Tuesday, March 24, 2015

Green Beans and Peas

Our vegetable garden has five rows, each about 30 feet long.  Except for some perennial asparagus, the crops vary and are rotated annually.  With the winter behind us, this weekend we started planting a cover crop of green beans and peas throughout the empty garden.  Not only will these be edible when they mature, but they will discourage weeds thus reducing our reliance on chemicals, and retain moisture thereby cutting back on our use of water.  They will also give the area a pleasant uniform appearance.  If the cover crop is turned under before flowering, the plants will actually increase the nitrogen in the soil, or so I am told.  Next weekend we will finish with snow peas and cow peas.  The soil was amended with compost and manure in the fall, so no only a light tilling to remove weeds was required.

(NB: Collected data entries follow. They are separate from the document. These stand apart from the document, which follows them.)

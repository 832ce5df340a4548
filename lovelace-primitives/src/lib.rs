//! Ledger primitives and cbor codec for Cardano transaction construction
//!
//! Handcrafted, idiomatic rust artifacts based on the [Conway CDDL](https://github.com/IntersectMBO/cardano-ledger/blob/master/eras/conway/impl/cddl-files/conway.cddl).
//! Serialization is bit-exact with what the ledger expects: any deviation
//! changes the transaction id and breaks signatures.

mod aux;
mod model;
mod plutus;
mod script;
mod script_data;
mod value;

pub use aux::*;
pub use model::*;
pub use plutus::*;
pub use script::*;
pub use script_data::*;
pub use value::*;

pub use lovelace_codec::utils::{
    Bytes, CborWrap, IndefList, Int, KeyValuePairs, MaybeIndefArray, NonEmptyKeyValuePairs,
    NonEmptySet, NonZeroInt, Nullable, PositiveCoin, Set,
};
pub use lovelace_codec::Fragment;
pub use lovelace_crypto::hash::Hash;

use lovelace_codec::minicbor::{self, data::Tag, Decode, Encode};
use std::collections::BTreeMap;

// ----- Common type definitions

pub type AddrKeyhash = Hash<28>;

pub type Coin = u64;

pub type CostModel = Vec<i64>;

pub type DatumHash = Hash<32>;

pub type AuxiliaryDataHash = Hash<32>;

pub type TransactionId = Hash<32>;

pub type AnchorDataHash = Hash<32>;

pub type DnsName = String;

pub type Epoch = u64;

pub type Genesishash = Bytes;

pub type IPv4 = Bytes;

pub type IPv6 = Bytes;

pub type PolicyId = Hash<28>;

pub type PoolKeyhash = Hash<28>;

pub type PoolMetadataHash = Hash<32>;

pub type Port = u32;

pub type ProtocolVersion = (u64, u64);

pub type RewardAccount = Bytes;

pub type ScriptHash = Hash<28>;

pub type VrfKeyhash = Hash<32>;

/// Script execution budget, in memory units and cpu steps
#[derive(Encode, Decode, Debug, PartialEq, Eq, Clone, Copy, Default, PartialOrd, Ord)]
pub struct ExUnits {
    #[n(0)]
    pub mem: u64,
    #[n(1)]
    pub steps: u64,
}

impl ExUnits {
    pub fn new(mem: u64, steps: u64) -> Self {
        Self { mem, steps }
    }

    pub fn is_zero(&self) -> bool {
        self.mem == 0 && self.steps == 0
    }

    /// Component-wise addition; None on overflow. Components are unsigned,
    /// so a "negative" operand cannot exist in the first place.
    pub fn checked_add(&self, other: &ExUnits) -> Option<ExUnits> {
        Some(ExUnits {
            mem: self.mem.checked_add(other.mem)?,
            steps: self.steps.checked_add(other.steps)?,
        })
    }
}

#[derive(Encode, Decode, Debug, PartialEq, Eq, Clone)]
pub struct ExUnitPrices {
    #[n(0)]
    pub mem_price: RationalNumber,

    #[n(1)]
    pub step_price: RationalNumber,
}

#[derive(Debug, PartialEq, Eq, Clone)]
pub struct RationalNumber {
    pub numerator: u64,
    pub denominator: u64,
}

impl<'b, C> minicbor::decode::Decode<'b, C> for RationalNumber {
    fn decode(d: &mut minicbor::Decoder<'b>, ctx: &mut C) -> Result<Self, minicbor::decode::Error> {
        let tag = d.tag()?;

        if tag != Tag::Unassigned(30) {
            return Err(minicbor::decode::Error::message(
                "expected tag 30 for rational number",
            ));
        }

        d.array()?;

        Ok(RationalNumber {
            numerator: d.decode_with(ctx)?,
            denominator: d.decode_with(ctx)?,
        })
    }
}

impl<C> minicbor::encode::Encode<C> for RationalNumber {
    fn encode<W: minicbor::encode::Write>(
        &self,
        e: &mut minicbor::Encoder<W>,
        ctx: &mut C,
    ) -> Result<(), minicbor::encode::Error<W::Error>> {
        e.tag(Tag::Unassigned(30))?;
        e.array(2)?;
        e.encode_with(self.numerator, ctx)?;
        e.encode_with(self.denominator, ctx)?;

        Ok(())
    }
}

pub type UnitInterval = RationalNumber;

pub type PositiveInterval = RationalNumber;

#[derive(Encode, Decode, Debug, PartialEq, Eq, PartialOrd, Ord, Clone, Copy)]
#[cbor(index_only)]
pub enum NetworkId {
    #[n(0)]
    Testnet,
    #[n(1)]
    Mainnet,
}

impl From<NetworkId> for u8 {
    fn from(network_id: NetworkId) -> u8 {
        match network_id {
            NetworkId::Testnet => 0,
            NetworkId::Mainnet => 1,
        }
    }
}

impl TryFrom<u8> for NetworkId {
    type Error = ();

    fn try_from(i: u8) -> Result<Self, Self::Error> {
        match i {
            0 => Ok(Self::Testnet),
            1 => Ok(Self::Mainnet),
            _ => Err(()),
        }
    }
}

/// A reference to the output of a previous transaction
#[derive(Encode, Decode, Debug, PartialEq, Eq, PartialOrd, Ord, Clone, std::hash::Hash, Default)]
pub struct TransactionInput {
    #[n(0)]
    pub transaction_id: TransactionId,

    #[n(1)]
    pub index: u64,
}

impl TransactionInput {
    pub fn new(transaction_id: TransactionId, index: u64) -> Self {
        Self {
            transaction_id,
            index,
        }
    }
}

// !! NOTE / IMPORTANT !!
// It is tempting to declare AddrKeyhash first so the variant order matches
// the wire tags (0 for keys, 1 for scripts). However, the Haskell reference
// codebase declares ScriptHash first, and that declaration order drives the
// `Ord` instance, which in turn decides how maps keyed by credentials are
// sorted on the wire. Preserve the quirk.
#[derive(Debug, PartialEq, PartialOrd, Eq, Ord, Clone, std::hash::Hash)]
pub enum StakeCredential {
    ScriptHash(ScriptHash),
    AddrKeyhash(AddrKeyhash),
}

impl StakeCredential {
    pub fn as_hash(&self) -> &Hash<28> {
        match self {
            StakeCredential::ScriptHash(x) => x,
            StakeCredential::AddrKeyhash(x) => x,
        }
    }

    pub fn is_script(&self) -> bool {
        matches!(self, StakeCredential::ScriptHash(_))
    }
}

impl<'b, C> minicbor::decode::Decode<'b, C> for StakeCredential {
    fn decode(d: &mut minicbor::Decoder<'b>, ctx: &mut C) -> Result<Self, minicbor::decode::Error> {
        d.array()?;

        match d.u16()? {
            0 => Ok(StakeCredential::AddrKeyhash(d.decode_with(ctx)?)),
            1 => Ok(StakeCredential::ScriptHash(d.decode_with(ctx)?)),
            _ => Err(minicbor::decode::Error::message(
                "invalid variant id for StakeCredential",
            )),
        }
    }
}

impl<C> minicbor::encode::Encode<C> for StakeCredential {
    fn encode<W: minicbor::encode::Write>(
        &self,
        e: &mut minicbor::Encoder<W>,
        ctx: &mut C,
    ) -> Result<(), minicbor::encode::Error<W::Error>> {
        match self {
            StakeCredential::AddrKeyhash(x) => {
                e.array(2)?;
                e.encode_with(0, ctx)?;
                e.encode_with(x, ctx)?;
            }
            StakeCredential::ScriptHash(x) => {
                e.array(2)?;
                e.encode_with(1, ctx)?;
                e.encode_with(x, ctx)?;
            }
        }

        Ok(())
    }
}

#[derive(Debug, PartialEq, Eq, Clone)]
pub enum Relay {
    SingleHostAddr(Nullable<Port>, Nullable<IPv4>, Nullable<IPv6>),
    SingleHostName(Nullable<Port>, DnsName),
    MultiHostName(DnsName),
}

impl<'b, C> minicbor::decode::Decode<'b, C> for Relay {
    fn decode(d: &mut minicbor::Decoder<'b>, ctx: &mut C) -> Result<Self, minicbor::decode::Error> {
        d.array()?;

        match d.u16()? {
            0 => Ok(Relay::SingleHostAddr(
                d.decode_with(ctx)?,
                d.decode_with(ctx)?,
                d.decode_with(ctx)?,
            )),
            1 => Ok(Relay::SingleHostName(
                d.decode_with(ctx)?,
                d.decode_with(ctx)?,
            )),
            2 => Ok(Relay::MultiHostName(d.decode_with(ctx)?)),
            _ => Err(minicbor::decode::Error::message(
                "invalid variant id for Relay",
            )),
        }
    }
}

impl<C> minicbor::encode::Encode<C> for Relay {
    fn encode<W: minicbor::encode::Write>(
        &self,
        e: &mut minicbor::Encoder<W>,
        ctx: &mut C,
    ) -> Result<(), minicbor::encode::Error<W::Error>> {
        match self {
            Relay::SingleHostAddr(a, b, c) => {
                e.array(4)?;
                e.encode_with(0, ctx)?;
                e.encode_with(a, ctx)?;
                e.encode_with(b, ctx)?;
                e.encode_with(c, ctx)?;
            }
            Relay::SingleHostName(a, b) => {
                e.array(3)?;
                e.encode_with(1, ctx)?;
                e.encode_with(a, ctx)?;
                e.encode_with(b, ctx)?;
            }
            Relay::MultiHostName(a) => {
                e.array(2)?;
                e.encode_with(2, ctx)?;
                e.encode_with(a, ctx)?;
            }
        }

        Ok(())
    }
}

#[derive(Encode, Decode, Debug, PartialEq, Eq, Clone)]
pub struct PoolMetadata {
    #[n(0)]
    pub url: String,

    #[n(1)]
    pub hash: PoolMetadataHash,
}

/// Plutus language versions, in cost-model key order
#[derive(Encode, Decode, Debug, PartialEq, Eq, Clone, Copy, PartialOrd, Ord, std::hash::Hash)]
#[cbor(index_only)]
pub enum Language {
    #[n(0)]
    PlutusV1,

    #[n(1)]
    PlutusV2,

    #[n(2)]
    PlutusV3,
}

impl Language {
    pub fn value(&self) -> u8 {
        match self {
            Language::PlutusV1 => 0,
            Language::PlutusV2 => 1,
            Language::PlutusV3 => 2,
        }
    }
}

/// Cost models per language, used in protocol parameters
pub type CostModels = BTreeMap<u64, CostModel>;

The 48" stick is marked at 3" intervals to serve as a guide
for spacing seeds.  The sheet of plywood prevents 
compacting the soil with bootprints while planting.

Sunday, March 15, 2015

March Yard Pick Up

My young son said this was a "three holiday" weekend.  He meant Friday the 13th, followed by Pi Day on Saturday and the Ides of March today.  For me it was the annual weekend of outdoor cleanup.  Somehow I manage over the winter to accumulate various piles of debris around our yard.  This year it included a spoiled crock of sauerkraut, a large blue tarp, several defective watering containers, a number of five-gallon buckets, a stack of random red bricks, even more stacks of one-gallon pots, half a chord of firewood, and multiple locations where rabbit droppings that belong in the garden were dumped haphazardly by the hutches.  It is my hope that by chronicling it here I will be less likely to repeat this offense next winter.  Today the neighbors got most of it cleaned up and put away.  We even found an hour in the middle of the day to replace the brakes on the neighbor's truck which is a very rewarding experience considering that his life and the lives of his entire family depend on our doing it right.

For $20 we replaced the PVC pipe holding up the hoop house.
It has become an annual chore after the last snowfall.